(Given records begins)
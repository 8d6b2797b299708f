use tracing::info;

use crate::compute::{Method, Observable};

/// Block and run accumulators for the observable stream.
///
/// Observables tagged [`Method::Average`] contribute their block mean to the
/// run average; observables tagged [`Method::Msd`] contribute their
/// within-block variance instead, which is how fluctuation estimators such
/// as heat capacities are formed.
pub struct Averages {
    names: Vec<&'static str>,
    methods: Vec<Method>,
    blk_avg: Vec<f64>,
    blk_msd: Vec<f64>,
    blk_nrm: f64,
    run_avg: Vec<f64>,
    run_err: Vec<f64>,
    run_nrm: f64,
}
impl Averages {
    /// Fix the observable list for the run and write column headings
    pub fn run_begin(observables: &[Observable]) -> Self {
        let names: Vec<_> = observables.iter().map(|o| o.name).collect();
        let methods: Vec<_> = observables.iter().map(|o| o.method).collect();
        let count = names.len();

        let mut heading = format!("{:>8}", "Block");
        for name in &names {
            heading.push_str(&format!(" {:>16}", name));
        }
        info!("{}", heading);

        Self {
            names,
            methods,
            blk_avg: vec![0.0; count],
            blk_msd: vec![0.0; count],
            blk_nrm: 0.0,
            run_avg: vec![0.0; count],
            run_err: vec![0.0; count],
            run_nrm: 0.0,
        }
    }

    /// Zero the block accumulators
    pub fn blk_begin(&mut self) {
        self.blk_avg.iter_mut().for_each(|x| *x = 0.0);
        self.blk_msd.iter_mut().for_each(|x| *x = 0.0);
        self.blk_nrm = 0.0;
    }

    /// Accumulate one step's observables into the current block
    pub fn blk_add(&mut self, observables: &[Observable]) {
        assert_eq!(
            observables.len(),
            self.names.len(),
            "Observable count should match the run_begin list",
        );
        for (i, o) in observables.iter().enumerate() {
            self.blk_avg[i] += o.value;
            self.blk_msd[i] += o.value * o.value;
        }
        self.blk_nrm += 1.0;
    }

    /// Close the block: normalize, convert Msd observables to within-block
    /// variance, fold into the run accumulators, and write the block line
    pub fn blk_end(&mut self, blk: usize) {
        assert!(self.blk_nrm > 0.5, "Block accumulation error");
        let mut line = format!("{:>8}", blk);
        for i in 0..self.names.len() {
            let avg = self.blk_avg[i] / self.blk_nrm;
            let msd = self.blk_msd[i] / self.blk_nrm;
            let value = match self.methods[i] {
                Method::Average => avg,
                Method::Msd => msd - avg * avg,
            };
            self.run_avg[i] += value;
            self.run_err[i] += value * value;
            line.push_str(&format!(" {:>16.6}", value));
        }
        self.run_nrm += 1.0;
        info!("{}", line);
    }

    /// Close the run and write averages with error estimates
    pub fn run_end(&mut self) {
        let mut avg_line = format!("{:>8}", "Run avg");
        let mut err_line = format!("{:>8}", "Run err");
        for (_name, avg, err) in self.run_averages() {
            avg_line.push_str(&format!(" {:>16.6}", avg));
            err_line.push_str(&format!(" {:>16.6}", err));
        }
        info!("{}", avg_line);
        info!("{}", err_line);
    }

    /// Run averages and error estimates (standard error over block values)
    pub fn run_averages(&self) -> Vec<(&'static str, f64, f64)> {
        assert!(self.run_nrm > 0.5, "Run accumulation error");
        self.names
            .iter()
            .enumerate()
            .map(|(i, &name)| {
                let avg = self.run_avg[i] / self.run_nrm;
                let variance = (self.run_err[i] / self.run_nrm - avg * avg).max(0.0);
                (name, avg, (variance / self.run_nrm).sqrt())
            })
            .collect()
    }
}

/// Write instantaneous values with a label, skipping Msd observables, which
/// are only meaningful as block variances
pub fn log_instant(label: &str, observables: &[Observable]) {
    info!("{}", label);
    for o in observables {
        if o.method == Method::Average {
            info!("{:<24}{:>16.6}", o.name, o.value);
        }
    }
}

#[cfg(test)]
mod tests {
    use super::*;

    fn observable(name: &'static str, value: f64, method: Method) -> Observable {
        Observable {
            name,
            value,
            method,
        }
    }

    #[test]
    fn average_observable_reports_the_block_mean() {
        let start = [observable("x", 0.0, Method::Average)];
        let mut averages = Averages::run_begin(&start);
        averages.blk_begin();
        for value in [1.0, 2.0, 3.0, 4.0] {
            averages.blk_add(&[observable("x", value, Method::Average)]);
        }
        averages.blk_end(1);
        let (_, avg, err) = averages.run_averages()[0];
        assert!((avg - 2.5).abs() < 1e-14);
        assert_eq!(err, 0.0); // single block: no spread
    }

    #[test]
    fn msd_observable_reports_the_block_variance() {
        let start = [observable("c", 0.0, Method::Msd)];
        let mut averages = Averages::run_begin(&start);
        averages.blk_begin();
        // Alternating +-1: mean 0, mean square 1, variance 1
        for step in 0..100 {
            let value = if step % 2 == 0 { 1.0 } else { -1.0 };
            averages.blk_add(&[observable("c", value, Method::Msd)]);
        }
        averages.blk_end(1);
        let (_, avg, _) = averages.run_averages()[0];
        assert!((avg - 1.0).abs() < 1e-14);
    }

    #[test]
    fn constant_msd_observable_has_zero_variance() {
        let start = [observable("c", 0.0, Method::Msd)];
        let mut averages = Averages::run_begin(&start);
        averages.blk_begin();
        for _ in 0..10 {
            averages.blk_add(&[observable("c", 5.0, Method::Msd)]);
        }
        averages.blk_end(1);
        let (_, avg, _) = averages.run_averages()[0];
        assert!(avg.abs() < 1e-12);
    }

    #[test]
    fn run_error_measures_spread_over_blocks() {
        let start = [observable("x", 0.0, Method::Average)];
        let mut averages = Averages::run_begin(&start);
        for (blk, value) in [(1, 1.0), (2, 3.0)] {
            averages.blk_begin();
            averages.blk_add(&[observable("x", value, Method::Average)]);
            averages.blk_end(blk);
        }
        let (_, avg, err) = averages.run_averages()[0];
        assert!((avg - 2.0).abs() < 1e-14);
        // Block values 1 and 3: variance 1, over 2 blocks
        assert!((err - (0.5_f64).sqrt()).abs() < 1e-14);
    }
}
(Given records ends)
— What the task asks —
State how many lines of the listing contain the word "within", giving the number by itself.

— Solution to the exercise —
2